Hello, I am a total ditz when it comes to the martial arts. The closest I've come to it is my kickboxing tape that I totally enjoy. I would like to know what is the difference between Kung Fu and Karate? I would also like to know which one does anyone enjoy better and why?
My son has just started Kung Fu, because I couldn't resist the price. Now I have a chance to send him to kartate camp at an unresistable price also; however, I really like his Kung Fu master.
Karate is Japanese and Kung Fu is Chinese. They are basically just different styles and traditions. If he is already talking kung fu, I'd have him just stick with it. The kind of focus and discipline that martial arts demand will be more easily wrought if you keep him dedicated to one tradition, I think. That's just my $0.02
Keep your body lean, your blood clean and your mind sharp. -Rollins
I'm kind of interested in what sort of kung fu he's learning. There are quite a few instructors out there that turn out to be "Six-Week" blackbelts. This is more of the case in karate, but the numbers are rising in kung fu as well.
This really wouldn't be that much of a problem if the instructors knew how to teach techniques. But since most of them never learned the basics themselves, they end up teaching garbage to their students. The end result may be injury in the form of repetitious and improper activity, or causing the student to think he can handle more than he should.
That said, I suggest you inquire about the head instructor's background, i.e. How long has he been practicing? Does he have any certifications in his art? How does he go about choosing the instructors? Also, you should look into how the classes are organized. There's no point in sending your child to a martial arts school that has them doing jumping jacks and push-ups for 2/3 the class time .
Hello, His instructor studied Shaolin Kung Fu in China for 5 years, which is really convient for me since our household is half Chinese. (She can speak Mandarin Chinese.) It's a female instructor, and she has a specific website on the internet for her school. They don't do jumping jacks and belts were never mentioned. Her plan is to start the children in Kung Fu early like they do in China. I've tried some of the stuff my son's doing in class and it is really difficult. She told us the reason he can do the stuff and the older children and adults can't, is because the younger children have softer bones and are more flexible. An older child or adult has to work harder at getting that flexible. She has even taught some of the Chinese traditions like the Chinese New Year and the proper way to greet your Sifu.
So far they have been doing lots of stretches at the beginning and end of class.

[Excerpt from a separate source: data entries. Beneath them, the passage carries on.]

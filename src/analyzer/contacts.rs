//! Contact extraction: first phone number and first email address in page text

use regex::Regex;
use std::sync::LazyLock;

/// Contact details found on a page; empty strings when nothing matched
#[derive(Debug, Clone, Default, PartialEq, Eq)]
pub struct Contacts {
    pub phone: String,
    pub email: String,
}

impl Contacts {
    /// True when neither a phone number nor an email address was found
    pub fn is_empty(&self) -> bool {
        self.phone.is_empty() && self.email.is_empty()
    }
}

static PHONE_PATTERN: LazyLock<Regex> = LazyLock::new(|| {
    Regex::new(r"\b[0-9]{3}[-.]?[0-9]{3}[-.]?[0-9]{4}\b").expect("PHONE_PATTERN regex")
});

static EMAIL_PATTERN: LazyLock<Regex> = LazyLock::new(|| {
    Regex::new(r"\b[A-Za-z0-9._%+-]+@[A-Za-z0-9.-]+\.[A-Za-z]{2,}\b").expect("EMAIL_PATTERN regex")
});

/// Scan `text` for the first phone-like and the first email-like match.
pub fn extract_contacts(text: &str) -> Contacts {
    Contacts {
        phone: PHONE_PATTERN
            .find(text)
            .map(|m| m.as_str().to_string())
            .unwrap_or_default(),
        email: EMAIL_PATTERN
            .find(text)
            .map(|m| m.as_str().to_string())
            .unwrap_or_default(),
    }
}
//! Token envelope (component A). Encrypts/decrypts per-user Marketplace API
//! tokens at rest. The rest of the service depends only on `Arc<dyn
//! TokenCipher>`, an external-collaborator trait-object seam used the same
//! way elsewhere for other pluggable backends.
//!
//! Grounded on the source's Fernet-based `EncryptionManager`
//! (`app/core/crypto.py`), reimplemented with AES-256-GCM since this crate's
//! stack has no Fernet equivalent; the envelope-cipher *contract* (encrypt
//! plaintext -> opaque bytes, decrypt opaque bytes -> plaintext, one key
//! read from configuration) is unchanged.

use aes_gcm::aead::{Aead, KeyInit, OsRng, rand_core::RngCore};
use aes_gcm::{Aes256Gcm, Key, Nonce};
use base64::Engine;
use base64::engine::general_purpose::STANDARD as BASE64;

use crate::error::SyncError;

pub trait TokenCipher: Send + Sync {
    fn encrypt(&self, plaintext: &str) -> Result<String, SyncError>;
    fn decrypt(&self, ciphertext: &str) -> Result<String, SyncError>;
}

/// AES-256-GCM envelope. Ciphertext is `base64(nonce || tag || bytes)`.
pub struct AesGcmCipher {
    cipher: Aes256Gcm,
}

impl AesGcmCipher {
    /// `key` must be 32 raw bytes, typically sourced from a base64-encoded
    /// `TOKEN_ENVELOPE_KEY` environment variable by the caller.
    pub fn new(key: &[u8; 32]) -> Self {
        let key = Key::<Aes256Gcm>::from_slice(key);
        Self {
            cipher: Aes256Gcm::new(key),
        }
    }

    pub fn from_env() -> Result<Self, SyncError> {
        let key_b64 = std::env::var("TOKEN_ENVELOPE_KEY").map_err(|_| SyncError::Configuration {
            setting: "TOKEN_ENVELOPE_KEY".into(),
            detail: "not set".into(),
        })?;
        let raw = BASE64
            .decode(key_b64.trim())
            .map_err(|e| SyncError::Configuration {
                setting: "TOKEN_ENVELOPE_KEY".into(),
                detail: format!("invalid base64: {e}"),
            })?;
        let key: [u8; 32] = raw.try_into().map_err(|_| SyncError::Configuration {
            setting: "TOKEN_ENVELOPE_KEY".into(),
            detail: "key must decode to exactly 32 bytes".into(),
        })?;
        Ok(Self::new(&key))
    }
}

impl TokenCipher for AesGcmCipher {
    fn encrypt(&self, plaintext: &str) -> Result<String, SyncError> {
        let mut nonce_bytes = [0u8; 12];
        OsRng.fill_bytes(&mut nonce_bytes);
        let nonce = Nonce::from_slice(&nonce_bytes);

        let mut out = self
            .cipher
            .encrypt(nonce, plaintext.as_bytes())
            .map_err(|e| SyncError::Configuration {
                setting: "token_envelope".into(),
                detail: format!("encrypt failed: {e}"),
            })?;

        let mut buf = nonce_bytes.to_vec();
        buf.append(&mut out);
        Ok(BASE64.encode(buf))
    }

    fn decrypt(&self, ciphertext: &str) -> Result<String, SyncError> {
        let raw = BASE64
            .decode(ciphertext)
            .map_err(|e| SyncError::Configuration {
                setting: "token_envelope".into(),
                detail: format!("invalid base64 ciphertext: {e}"),
            })?;
        if raw.len() < 12 {
            return Err(SyncError::Configuration {
                setting: "token_envelope".into(),
                detail: "ciphertext too short".into(),
            });
        }
        let (nonce_bytes, body) = raw.split_at(12);
        let nonce = Nonce::from_slice(nonce_bytes);

        let plaintext =
            self.cipher
                .decrypt(nonce, body)
                .map_err(|e| SyncError::Configuration {
                    setting: "token_envelope".into(),
                    detail: format!("decrypt failed: {e}"),
                })?;

        String::from_utf8(plaintext).map_err(|e| SyncError::Configuration {
            setting: "token_envelope".into(),
            detail: format!("decrypted token not valid utf-8: {e}"),
        })
    }
}

#[cfg(test)]
mod tests {
    use super::*;

    fn test_cipher() -> AesGcmCipher {
        AesGcmCipher::new(&[7u8; 32])
    }

    #[test]
    fn round_trips_plaintext() {
        let c = test_cipher();
        let enc = c.encrypt("super-secret-token").unwrap();
        assert_ne!(enc, "super-secret-token");
        let dec = c.decrypt(&enc).unwrap();
        assert_eq!(dec, "super-secret-token");
    }

    #[test]
    fn two_encryptions_of_same_plaintext_differ() {
        let c = test_cipher();
        let a = c.encrypt("token").unwrap();
        let b = c.encrypt("token").unwrap();
        assert_ne!(a, b, "nonces must be freshly random per call");
    }

    #[test]
    fn rejects_truncated_ciphertext() {
        let c = test_cipher();
        assert!(c.decrypt(&base64::engine::general_purpose::STANDARD.encode(b"x")).is_err());
    }

    #[test]
    fn rejects_tampered_ciphertext() {
        let c = test_cipher();
        let mut enc = c.encrypt("token").unwrap();
        enc.push('A');
        assert!(c.decrypt(&enc).is_err());
    }
}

They swing their arms around to "hit" themselves, go from touching their toes to arching their backs on the floor, running their folded arms up and down their legs, and doing what my son calls the "frog" position (She calls it the diamond.) where he starts off lying down on his stomach and touching the soles of his feet together then raising just his chest and waist off the floor. (The butt and feet must stay on the floor...He is the only one other than the teacher that can do it, but he is the youngest in the class.)
Postions they have learned so far are the "bow and arrow," "rooster," "horse," "tiger," and "lotus."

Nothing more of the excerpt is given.